Espronceda, el cadete de la Academia de Artillería de Segovia que, rápido, abandonó para ser el joven lector de versos de la Academia del Mirto bajo la mirada atenta de Alberto Lista; el exiliado en Lisboa, vía Gibraltar, llevado de sus instintos de ver mundo, el exiliado en Londres, donde volvió loca al amor de su vida, la bellísima Teresa Mancha, casada con un hombre de negocios de origen vasco que hacía dinero en las islas de la pérfida Albión; el poeta que secuestró a su amada Teresa en París, como si fuera una moderna Helena, consiguiendo con versos, carne y besos que abandonara a su marido e hijos para fugarse con él; el joven que luchó en las barricadas en la ciudad del Sena en 1830 por la Libertad; su vuelta a España, terminando como diputado en Cortes y muriendo, como buen romántico, a la increíble edad de 34 años.
Así que yo, miraba al señor que me preguntaba que qué quería ser de mayor y pensaba: "Ahí lo tienes, José de Espronceda, no digo que lo superes, iguálamelo". A ver si eres capaz de llegar donde yo estoy: ¿Dónde estoy? Tal vez bajé a la mansión del espanto, tal vez yo mismo creé tanta visión, sueño tanto, que donde estoy ya no sé.
Por eso lo perseguí como un lobo, sobre todo por las noches, por la sacramental de San Justo; por la calle de la Cruz, tomando copas los jueves, donde vivió Espronceda, siempre exiliado en esa Europa del Norte que los escritores españoles convirtieron en liberal mientras pintaban de un falso negro el cielo en España, siempre pagados por la mano extranjera, que todavía nos dura.
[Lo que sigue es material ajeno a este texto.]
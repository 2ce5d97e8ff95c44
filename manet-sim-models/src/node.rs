use crate::packet::Packet;
use rand::Rng;
use rand_distr::{Distribution, UnitCircle};
use std::collections::{HashMap, VecDeque};

/// A single mobile node.
///
/// Position is mutated only by the owning [`crate::mobility::Mobility`]
/// process; `routing_table` only by the active routing protocol; `energy`
/// only by movement and transmission (§3 of the invariants this type
/// upholds). `neighbors` is recomputed wholesale by
/// [`crate::neighbors`], never patched incrementally.
#[derive(Debug, Clone)]
pub struct Node {
    /// Stable id in `[0, N)`.
    pub id: usize,
    pub position: (f64, f64),
    pub direction: (f64, f64),
    pub speed: f64,
    pub pause_time: f64,
    pub tx_range: f64,
    pub energy: f64,
    pub energy_used: f64,
    pub neighbors: Vec<usize>,
    /// destination id -> next-hop id, kept in sync by the active protocol.
    pub routing_table: HashMap<usize, usize>,
    pub queue: VecDeque<Packet>,
    pub handler_active: bool,
}

const INITIAL_ENERGY: f64 = 100.0;

impl Node {
    /// Euclidean distance to `other`, in metres.
    pub fn distance_to(&self, other: &Node) -> f64 {
        let dx = self.position.0 - other.position.0;
        let dy = self.position.1 - other.position.1;
        (dx * dx + dy * dy).sqrt()
    }

    /// Debits `amount` joules, clamping residual energy at zero.
    ///
    /// `energy_used` is monotonically non-decreasing; `energy` is always
    /// `max(0, 100 - energy_used)`.
    pub fn consume_energy(&mut self, amount: f64) {
        self.energy_used += amount;
        self.energy = (INITIAL_ENERGY - self.energy_used).max(0.0);
    }

    /// Moves the node by `direction * speed * dt`, reflecting off the
    /// arena boundary on each axis independently (negating that axis's
    /// direction component and clamping the position into range).
    ///
    /// Grounded on `manet_models.py::Node.move`'s inner stepping loop.
    pub fn step_substep(&mut self, dt: f64, area: (f64, f64)) {
        self.position.0 += self.direction.0 * self.speed * dt;
        self.position.1 += self.direction.1 * self.speed * dt;

        if self.position.0 < 0.0 {
            self.position.0 = 0.0;
            self.direction.0 = self.direction.0.abs();
        } else if self.position.0 > area.0 {
            self.position.0 = area.0;
            self.direction.0 = -self.direction.0.abs();
        }

        if self.position.1 < 0.0 {
            self.position.1 = 0.0;
            self.direction.1 = self.direction.1.abs();
        } else if self.position.1 > area.1 {
            self.position.1 = area.1;
            self.direction.1 = -self.direction.1.abs();
        }

        self.consume_energy(0.01 * self.speed);
    }

    /// Samples a new unit direction uniformly on the unit circle.
    pub fn pick_new_direction(&mut self, rng: &mut impl Rng) {
        let [x, y]: [f64; 2] = UnitCircle.sample(rng);
        self.direction = (x, y);
    }
}

/// Assembles a [`Node`] with sensible defaults, mirroring the teacher's
/// `RouterBuilder`/`ServerBuilder` builder-then-`build()` pattern.
#[derive(Debug, Clone)]
pub struct NodeBuilder {
    id: usize,
    position: (f64, f64),
    speed: f64,
    pause_time: f64,
    tx_range: f64,
}

impl NodeBuilder {
    pub fn new(id: usize) -> NodeBuilder {
        NodeBuilder {
            id,
            position: (0.0, 0.0),
            speed: 5.0,
            pause_time: 2.0,
            tx_range: 100.0,
        }
    }

    pub fn position(mut self, position: (f64, f64)) -> NodeBuilder {
        self.position = position;
        self
    }

    pub fn speed(mut self, speed: f64) -> NodeBuilder {
        self.speed = speed;
        self
    }

    pub fn pause_time(mut self, pause_time: f64) -> NodeBuilder {
        self.pause_time = pause_time;
        self
    }

    pub fn tx_range(mut self, tx_range: f64) -> NodeBuilder {
        self.tx_range = tx_range;
        self
    }

    pub fn build(self, rng: &mut impl Rng) -> Node {
        let [x, y]: [f64; 2] = UnitCircle.sample(rng);
        Node {
            id: self.id,
            position: self.position,
            direction: (x, y),
            speed: self.speed,
            pause_time: self.pause_time,
            tx_range: self.tx_range,
            energy: INITIAL_ENERGY,
            energy_used: 0.0,
            neighbors: Vec::new(),
            routing_table: HashMap::new(),
            queue: VecDeque::new(),
            handler_active: false,
        }
    }
}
¡Espronceda! Tú, tu pirata con cien cañones por banda, tu estudiante perverso, el mismo diablo mundo y todos los mármoles antiguos, ya podéis bajaros de ese pedestal; que voy a poner a Teresa Mancha mientras tú te quedas eternamente mirando a través de la verja de una vieja casa de la calle Santa Isabel, en una noche alumbrada con solo dos faroles amarillos como la muerte, cómo expira esa mujer símbolo del Romanticismo, joven cautiva, al rayo de la luna, lamentando su ausencia y su fortuna.

No lo contaste todo; incluso, para justificar tus traiciones al corazón la dibujas en ese Canto inmortal como una mujer perdida, una mujer arrastrada a lo más bajo de la calle, mísera, a perderte y era llorar tu único destino; roída de recuerdos de amargura, árido el corazón, sin ilusiones, la delicada flor de tu hermosura ajaron del dolor los aquilones; sola, y envilecida, y sin ventura, tu corazón secaron las pasiones; tus hijos ¡ay! de ti se avergonzaran, y hasta el nombre de madre te negaran.
¿Porqué escribes así de Teresa que lo abandonó todo por ti, que abandonó a esos hijos y a su marido en un hotel de París cuando te cruzaste en su camino? ¿Por qué al llegar a España con ella no rompiste con los convencionalismos sociales y la hipocresía, tú que eras tan romántico y rebelde, y te la llevaste a una mancebía cercana a la de tu madre, donde tú te quedaste a vivir, para tener a esa bella mujer a mano, pero sin enfrentarte a las tradiciones puritanas que tanto aborrecías?
El Canto a Teresa es una obra de Arte y fijará tu leyenda y la de Teresa, pero a partir de ahora en el pedestal del arte romántico español está la bellísima figura de Teresa Mancha; mientras que tocando sus pies, mientras gritan por su abandono, estaréis tú, José de Espronceda, tu pirata con cien cañones por banda, tu estudiante perverso, el mismo diablo mundo y todos los mármoles antiguos.

¡Oh Teresa! ¡Oh dolor! Lágrimas mías,
¡ah! ¿dónde estáis que no corréis a mares?
¿Por qué, por qué como en mejores días,
no consoláis vosotras mis pesares?
¡Oh! los que no sabéis las agonías
de un corazón que penas a millares
¡ah! desgarraron y que ya no llora,
¡piedad tened de mi tormento ahora!
Cuando ahora me preguntan quién hubiera querido ser, ya no digo José de Espronceda; ahora quiero ser el mayor exponente del Romanticismo español: Teresa Mancha.